Prompt »
Search the entries for the word "payload". Copy every line that holds it.

Records contained in a dataset »
// Error handling module
// Maps backend HTTP failures onto a client-side taxonomy

use std::collections::HashMap;

use serde::Deserialize;
use thiserror::Error;

/// Structured field-error payload returned by the backend on validation
/// failures (400) and conflicts (409).
#[derive(Debug, Clone, Deserialize, Default)]
pub struct FieldErrors {
    #[serde(default)]
    pub message: Option<String>,
    #[serde(default)]
    pub errors: HashMap<String, String>,
}

impl FieldErrors {
    pub fn summary(&self) -> String {
        if let Some(ref msg) = self.message {
            return msg.clone();
        }
        let mut parts: Vec<String> = self
            .errors
            .iter()
            .map(|(field, msg)| format!("{}: {}", field, msg))
            .collect();
        parts.sort();
        parts.join(", ")
    }
}

/// Errors surfaced by the API client
#[derive(Error, Debug)]
pub enum ApiError {
    /// 401 on a token-bearing request; recoverable via a refresh exchange.
    /// Resolved inside the request pipeline and only escapes if the retry
    /// itself comes back 401.
    #[error("Access token expired")]
    AuthExpired,

    /// The refresh exchange itself was rejected or no refresh token is
    /// available; the session is over.
    #[error("Authentication invalid: {0}")]
    AuthInvalid(String),

    /// 400 with a structured field-error payload
    #[error("Validation failed: {}", .0.summary())]
    Validation(FieldErrors),

    /// 409, e.g. duplicate national id or username
    #[error("Conflict: {}", .0.summary())]
    Conflict(FieldErrors),

    /// 404
    #[error("Not found: {0}")]
    NotFound(String),

    /// 5xx
    #[error("Server error: {status} - {message}")]
    Server { status: u16, message: String },

    /// Any other non-success status
    #[error("API error: {status} - {message}")]
    Api { status: u16, message: String },

    /// Transport-level failure (DNS, connect, timeout, ...)
    #[error("Network error: {0}")]
    Network(#[from] reqwest::Error),

    /// Response body did not match the expected shape
    #[error("Decode error: {0}")]
    Decode(#[from] serde_json::Error),

    /// Anything else
    #[error("Internal error: {0}")]
    Internal(#[from] anyhow::Error),
}

impl ApiError {
    /// Build an error from a non-success status and its body text.
    /// 401 is resolved by the pipeline before this is reached.
    pub fn from_status(status: u16, body: &str) -> Self {
        let fields = || {
            serde_json::from_str::<FieldErrors>(body).unwrap_or_else(|_| FieldErrors {
                message: Some(body.to_string()),
                errors: HashMap::new(),
            })
        };

        match status {
            400 => ApiError::Validation(fields()),
            404 => ApiError::NotFound(if body.is_empty() {
                "resource not found".to_string()
            } else {
                body.to_string()
            }),
            409 => ApiError::Conflict(fields()),
            500..=599 => ApiError::Server {
                status,
                message: body.to_string(),
            },
            _ => ApiError::Api {
                status,
                message: body.to_string(),
            },
        }
    }

    /// True when the error ends the session and the user must log in again
    pub fn is_fatal_auth(&self) -> bool {
        matches!(self, ApiError::AuthInvalid(_))
    }
}

/// Result type alias for API operations
pub type Result<T> = std::result::Result<T, ApiError>;

#[cfg(test)]
mod tests {
    use super::*;

    #[test]
    fn test_validation_from_status() {
        let body = r#"{"message":"Validation failed","errors":{"username":"must not be blank"}}"#;
        let err = ApiError::from_status(400, body);
        match err {
            ApiError::Validation(fields) => {
                assert_eq!(fields.errors.get("username").unwrap(), "must not be blank");
            }
            other => panic!("expected Validation, got {:?}", other),
        }
    }

    #[test]
    fn test_conflict_from_status() {
        let body = r#"{"errors":{"nationalId":"already registered"}}"#;
        let err = ApiError::from_status(409, body);
        assert_eq!(err.to_string(), "Conflict: nationalId: already registered");
    }

    #[test]
    fn test_unstructured_body_falls_back_to_message() {
        let err = ApiError::from_status(400, "bad request");
        match err {
            ApiError::Validation(fields) => assert_eq!(fields.summary(), "bad request"),
            other => panic!("expected Validation, got {:?}", other),
        }
    }

    #[test]
    fn test_server_error_range() {
        let err = ApiError::from_status(503, "maintenance");
        assert_eq!(err.to_string(), "Server error: 503 - maintenance");
    }

    #[test]
    fn test_fatal_auth_classification() {
        assert!(ApiError::AuthInvalid("refresh rejected".into()).is_fatal_auth());
        assert!(!ApiError::NotFound("x".into()).is_fatal_auth());
    }
}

Completed task »
/// Structured field-error payload returned by the backend on validation
    /// 400 with a structured field-error payload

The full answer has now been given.